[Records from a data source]
= Beginning of Section =

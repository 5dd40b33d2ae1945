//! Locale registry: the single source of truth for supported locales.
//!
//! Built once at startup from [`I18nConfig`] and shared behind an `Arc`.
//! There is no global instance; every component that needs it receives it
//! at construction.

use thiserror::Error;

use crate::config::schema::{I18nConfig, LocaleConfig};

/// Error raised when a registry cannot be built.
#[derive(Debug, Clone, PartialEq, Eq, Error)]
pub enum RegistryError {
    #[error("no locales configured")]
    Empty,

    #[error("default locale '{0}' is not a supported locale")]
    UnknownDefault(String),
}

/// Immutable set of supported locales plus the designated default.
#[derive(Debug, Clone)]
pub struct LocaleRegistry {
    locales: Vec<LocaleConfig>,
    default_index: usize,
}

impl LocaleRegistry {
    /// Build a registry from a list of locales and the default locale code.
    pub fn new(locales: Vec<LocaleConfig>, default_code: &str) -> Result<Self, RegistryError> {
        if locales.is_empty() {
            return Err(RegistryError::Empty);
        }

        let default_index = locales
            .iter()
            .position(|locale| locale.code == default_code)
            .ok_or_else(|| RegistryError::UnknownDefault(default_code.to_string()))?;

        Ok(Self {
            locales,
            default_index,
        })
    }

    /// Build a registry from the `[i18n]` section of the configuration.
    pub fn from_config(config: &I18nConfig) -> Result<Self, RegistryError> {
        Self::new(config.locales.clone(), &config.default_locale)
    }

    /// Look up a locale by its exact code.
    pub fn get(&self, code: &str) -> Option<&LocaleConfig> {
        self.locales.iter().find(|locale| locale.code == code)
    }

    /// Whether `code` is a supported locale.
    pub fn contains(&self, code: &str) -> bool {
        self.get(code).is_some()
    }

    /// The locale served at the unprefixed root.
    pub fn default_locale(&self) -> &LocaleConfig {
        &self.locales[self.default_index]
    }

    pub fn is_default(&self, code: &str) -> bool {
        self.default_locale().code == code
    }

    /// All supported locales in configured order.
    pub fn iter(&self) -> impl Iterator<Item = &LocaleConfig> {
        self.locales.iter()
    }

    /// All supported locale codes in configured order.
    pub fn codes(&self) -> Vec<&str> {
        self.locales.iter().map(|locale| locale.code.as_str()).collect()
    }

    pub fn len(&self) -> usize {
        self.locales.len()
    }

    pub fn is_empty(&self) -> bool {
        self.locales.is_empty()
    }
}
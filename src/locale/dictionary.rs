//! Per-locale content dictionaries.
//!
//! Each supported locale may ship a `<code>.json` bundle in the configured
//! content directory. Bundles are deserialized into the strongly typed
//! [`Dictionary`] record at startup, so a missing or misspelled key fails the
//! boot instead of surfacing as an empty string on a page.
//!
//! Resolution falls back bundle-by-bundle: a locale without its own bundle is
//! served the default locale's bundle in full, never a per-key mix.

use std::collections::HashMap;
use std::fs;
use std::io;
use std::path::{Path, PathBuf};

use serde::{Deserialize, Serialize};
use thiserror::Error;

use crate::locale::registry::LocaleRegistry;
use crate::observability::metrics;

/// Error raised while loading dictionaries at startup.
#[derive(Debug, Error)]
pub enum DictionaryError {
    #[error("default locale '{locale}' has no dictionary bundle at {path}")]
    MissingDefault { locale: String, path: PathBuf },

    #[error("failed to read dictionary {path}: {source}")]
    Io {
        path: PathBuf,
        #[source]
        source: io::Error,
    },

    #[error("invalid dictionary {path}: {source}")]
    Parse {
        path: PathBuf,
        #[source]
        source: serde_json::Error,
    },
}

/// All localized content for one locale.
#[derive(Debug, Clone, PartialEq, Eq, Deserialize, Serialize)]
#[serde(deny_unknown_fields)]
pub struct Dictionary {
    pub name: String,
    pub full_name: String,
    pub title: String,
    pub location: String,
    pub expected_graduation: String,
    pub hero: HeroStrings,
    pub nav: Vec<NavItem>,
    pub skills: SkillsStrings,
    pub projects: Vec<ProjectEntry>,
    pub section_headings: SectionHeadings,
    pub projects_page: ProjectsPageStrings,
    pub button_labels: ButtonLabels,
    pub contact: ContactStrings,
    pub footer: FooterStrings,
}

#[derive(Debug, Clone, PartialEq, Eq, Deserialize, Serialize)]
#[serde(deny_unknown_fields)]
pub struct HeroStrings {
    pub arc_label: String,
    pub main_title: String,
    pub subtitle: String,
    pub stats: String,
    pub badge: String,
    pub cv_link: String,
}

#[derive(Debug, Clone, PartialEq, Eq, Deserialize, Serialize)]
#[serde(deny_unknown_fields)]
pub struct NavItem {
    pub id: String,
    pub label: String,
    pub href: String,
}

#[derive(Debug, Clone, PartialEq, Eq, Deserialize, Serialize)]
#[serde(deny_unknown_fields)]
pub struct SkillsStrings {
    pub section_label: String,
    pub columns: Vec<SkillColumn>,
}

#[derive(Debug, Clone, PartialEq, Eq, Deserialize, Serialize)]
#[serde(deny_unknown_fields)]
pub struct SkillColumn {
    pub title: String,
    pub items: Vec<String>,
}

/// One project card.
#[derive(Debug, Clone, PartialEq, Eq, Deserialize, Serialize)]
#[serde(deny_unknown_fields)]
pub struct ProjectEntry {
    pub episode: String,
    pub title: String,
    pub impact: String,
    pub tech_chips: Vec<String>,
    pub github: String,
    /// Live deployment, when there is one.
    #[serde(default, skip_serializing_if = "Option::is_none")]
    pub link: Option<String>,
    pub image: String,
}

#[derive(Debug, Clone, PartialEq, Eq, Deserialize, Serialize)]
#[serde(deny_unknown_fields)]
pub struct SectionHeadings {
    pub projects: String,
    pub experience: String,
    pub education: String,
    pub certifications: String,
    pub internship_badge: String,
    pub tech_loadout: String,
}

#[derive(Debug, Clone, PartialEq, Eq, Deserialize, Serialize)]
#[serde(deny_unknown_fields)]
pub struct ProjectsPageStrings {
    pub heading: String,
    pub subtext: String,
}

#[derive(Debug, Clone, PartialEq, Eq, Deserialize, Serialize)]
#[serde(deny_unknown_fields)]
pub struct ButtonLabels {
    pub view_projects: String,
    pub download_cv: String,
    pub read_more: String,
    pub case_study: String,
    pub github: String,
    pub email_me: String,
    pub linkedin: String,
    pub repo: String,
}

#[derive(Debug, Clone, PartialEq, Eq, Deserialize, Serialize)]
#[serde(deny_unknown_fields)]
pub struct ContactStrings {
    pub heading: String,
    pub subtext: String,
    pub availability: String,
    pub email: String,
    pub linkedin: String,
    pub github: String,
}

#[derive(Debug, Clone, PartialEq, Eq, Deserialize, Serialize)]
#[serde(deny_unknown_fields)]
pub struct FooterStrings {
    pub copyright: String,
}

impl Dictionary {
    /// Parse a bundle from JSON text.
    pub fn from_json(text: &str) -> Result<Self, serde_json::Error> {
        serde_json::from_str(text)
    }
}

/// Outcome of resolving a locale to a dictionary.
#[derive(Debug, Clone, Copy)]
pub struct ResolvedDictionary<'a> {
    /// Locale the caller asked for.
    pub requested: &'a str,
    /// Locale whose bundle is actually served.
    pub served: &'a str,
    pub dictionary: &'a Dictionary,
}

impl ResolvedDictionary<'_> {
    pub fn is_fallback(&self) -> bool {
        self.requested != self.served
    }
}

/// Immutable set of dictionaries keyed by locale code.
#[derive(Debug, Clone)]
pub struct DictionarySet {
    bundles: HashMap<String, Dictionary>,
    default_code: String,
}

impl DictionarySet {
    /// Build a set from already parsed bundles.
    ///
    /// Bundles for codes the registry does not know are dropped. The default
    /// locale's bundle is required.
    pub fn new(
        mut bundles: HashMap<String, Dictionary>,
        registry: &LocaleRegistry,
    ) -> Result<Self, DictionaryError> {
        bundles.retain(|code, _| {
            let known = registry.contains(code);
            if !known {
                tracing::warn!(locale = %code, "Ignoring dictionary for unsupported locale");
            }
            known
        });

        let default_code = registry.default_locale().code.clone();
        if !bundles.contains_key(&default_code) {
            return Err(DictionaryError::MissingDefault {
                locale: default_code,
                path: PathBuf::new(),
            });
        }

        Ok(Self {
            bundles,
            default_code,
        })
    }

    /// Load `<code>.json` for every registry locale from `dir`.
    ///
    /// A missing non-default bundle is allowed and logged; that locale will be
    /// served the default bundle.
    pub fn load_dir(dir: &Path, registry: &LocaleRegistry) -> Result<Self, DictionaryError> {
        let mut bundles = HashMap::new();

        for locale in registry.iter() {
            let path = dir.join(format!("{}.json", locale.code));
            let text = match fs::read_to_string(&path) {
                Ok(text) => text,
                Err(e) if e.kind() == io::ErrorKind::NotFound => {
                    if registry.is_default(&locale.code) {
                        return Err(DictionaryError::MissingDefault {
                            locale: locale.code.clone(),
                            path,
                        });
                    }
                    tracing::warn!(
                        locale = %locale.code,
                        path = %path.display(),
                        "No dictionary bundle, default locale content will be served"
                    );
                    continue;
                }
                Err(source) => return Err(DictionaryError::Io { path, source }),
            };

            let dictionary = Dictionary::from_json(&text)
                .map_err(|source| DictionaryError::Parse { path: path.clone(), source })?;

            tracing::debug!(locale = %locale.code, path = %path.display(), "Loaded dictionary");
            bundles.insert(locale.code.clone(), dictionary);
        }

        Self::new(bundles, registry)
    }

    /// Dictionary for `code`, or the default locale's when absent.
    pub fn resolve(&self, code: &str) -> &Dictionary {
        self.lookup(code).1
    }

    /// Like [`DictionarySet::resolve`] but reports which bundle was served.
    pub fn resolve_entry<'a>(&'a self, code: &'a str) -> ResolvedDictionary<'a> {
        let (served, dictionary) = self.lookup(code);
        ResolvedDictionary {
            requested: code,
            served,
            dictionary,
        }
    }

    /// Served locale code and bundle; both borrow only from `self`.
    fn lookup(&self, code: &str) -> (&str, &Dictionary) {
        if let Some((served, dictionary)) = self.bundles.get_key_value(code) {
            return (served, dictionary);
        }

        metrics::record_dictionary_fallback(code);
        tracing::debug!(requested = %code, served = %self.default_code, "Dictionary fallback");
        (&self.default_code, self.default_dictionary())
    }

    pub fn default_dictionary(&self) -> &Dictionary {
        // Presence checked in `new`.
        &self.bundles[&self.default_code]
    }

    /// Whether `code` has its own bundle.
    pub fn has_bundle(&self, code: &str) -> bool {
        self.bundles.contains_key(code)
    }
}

= End of Section =
= Beginning of Section =

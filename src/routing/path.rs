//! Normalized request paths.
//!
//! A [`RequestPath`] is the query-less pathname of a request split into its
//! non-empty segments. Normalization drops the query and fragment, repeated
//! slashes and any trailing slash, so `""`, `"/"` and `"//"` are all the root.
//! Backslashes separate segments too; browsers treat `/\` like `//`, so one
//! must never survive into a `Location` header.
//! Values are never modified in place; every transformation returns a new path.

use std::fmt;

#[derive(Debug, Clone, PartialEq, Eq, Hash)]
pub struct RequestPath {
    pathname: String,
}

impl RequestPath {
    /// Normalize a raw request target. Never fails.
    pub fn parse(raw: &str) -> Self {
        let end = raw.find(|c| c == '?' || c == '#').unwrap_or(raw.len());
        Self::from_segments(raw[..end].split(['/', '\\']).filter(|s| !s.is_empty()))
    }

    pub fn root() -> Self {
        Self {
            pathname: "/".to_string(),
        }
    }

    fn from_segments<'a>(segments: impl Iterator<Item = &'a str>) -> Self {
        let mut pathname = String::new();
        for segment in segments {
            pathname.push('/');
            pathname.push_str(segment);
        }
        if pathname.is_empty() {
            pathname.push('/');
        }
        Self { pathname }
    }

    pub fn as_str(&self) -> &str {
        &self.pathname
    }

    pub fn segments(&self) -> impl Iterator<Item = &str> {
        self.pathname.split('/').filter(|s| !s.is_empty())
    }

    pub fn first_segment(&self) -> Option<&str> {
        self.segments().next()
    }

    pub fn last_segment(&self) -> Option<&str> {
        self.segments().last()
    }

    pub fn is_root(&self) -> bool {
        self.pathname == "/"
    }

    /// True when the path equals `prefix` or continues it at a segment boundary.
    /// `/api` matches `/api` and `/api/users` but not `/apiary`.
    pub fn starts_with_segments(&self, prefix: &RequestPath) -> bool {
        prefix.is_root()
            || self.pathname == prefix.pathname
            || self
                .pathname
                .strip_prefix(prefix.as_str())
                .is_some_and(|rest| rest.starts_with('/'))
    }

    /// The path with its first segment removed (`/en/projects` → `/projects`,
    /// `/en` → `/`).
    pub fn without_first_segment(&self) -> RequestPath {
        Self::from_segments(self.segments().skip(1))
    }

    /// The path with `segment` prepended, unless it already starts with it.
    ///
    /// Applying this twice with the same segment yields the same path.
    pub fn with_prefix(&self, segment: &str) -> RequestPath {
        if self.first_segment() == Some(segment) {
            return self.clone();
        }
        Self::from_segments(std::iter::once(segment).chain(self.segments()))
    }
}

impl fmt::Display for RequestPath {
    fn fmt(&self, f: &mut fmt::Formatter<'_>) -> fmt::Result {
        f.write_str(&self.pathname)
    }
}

= End of Section =

● ASSIGNMENT: For every line above that includes the word "RegistryError", return the line.

● YOUR SOLUTION:
pub enum RegistryError {
    pub fn new(locales: Vec<LocaleConfig>, default_code: &str) -> Result<Self, RegistryError> {
            return Err(RegistryError::Empty);
            .ok_or_else(|| RegistryError::UnknownDefault(default_code.to_string()))?;
    pub fn from_config(config: &I18nConfig) -> Result<Self, RegistryError> {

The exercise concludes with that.